The patient was admitted to the intensive care unit after initial routine examination for clinical suspicion of acute myocarditis. The initial ECG showed sinus rhythm with nonspecific ventricular repolarization abnormalities, and routine laboratory tests showed elevated levels of C-reactive protein, creatine phosphokinase (CPK), high-sensitivity troponin I, and brain natriuretic peptide (BNP), all of which were These can indicate stress damage to the heart. Cardiac magnetic resonance (CMR) studies of the patients were consistent with the diagnosis of myocardial inflammation and acute myocarditis.
“This case highlights cardiac involvement as a potential complication associated with monkeypox infection,” University of São João, Portugal said Ana Isabel Pinho, MD, of the Hospital Center’s Department of Cardiology and lead author of the study. “We believe that reporting this potential causal relationship can improve the scientific community and health professionals’ understanding of acute myocarditis as a monkeypox-related complication; and may facilitate close monitoring of affected patients for further identification of other complications in the future Symptoms.”
The patient recovered fully and was discharged after one week.

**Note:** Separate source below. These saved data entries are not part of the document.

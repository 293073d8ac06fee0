//! Notice Bar Component
//!
//! Shows the store's transient notice and clears it after `notice_ms`.

use gloo_timers::future::TimeoutFuture;
use leptos::prelude::*;
use leptos::task::spawn_local;

use crate::context::use_admin_context;
use crate::store::{store_clear_notice, use_admin_store, AdminStateStoreFields};

#[component]
pub fn NoticeBar() -> impl IntoView {
    let ctx = use_admin_context();
    let store = use_admin_store();

    Effect::new(move |_| {
        let Some(message) = store.notice().get() else { return };
        let delay = ctx.notice_ms;
        spawn_local(async move {
            TimeoutFuture::new(delay).await;
            store_clear_notice(&store, &message);
        });
    });

    view! {
        {move || store.notice().get().map(|message| view! {
            <div class="notice-bar" on:click=move |_| *store.notice().write() = None>
                {message}
            </div>
        })}
    }
}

The authors say further research is needed to determine the link between monkeypox and heart damage.
Monkeypox is spread by close contact with lesions, body fluids, or respiratory droplets. In addition to the rash, symptoms may include fever, chills, swollen lymph nodes, respiratory symptoms, and muscle aches. Most infections are mild and symptoms can last two to four weeks. Vaccination is recommended for individuals with known or presumed exposure to the virus.
Further information: Acute myocarditis – a new manifestation of monkeypox infection? , JACC: Case Report (2022).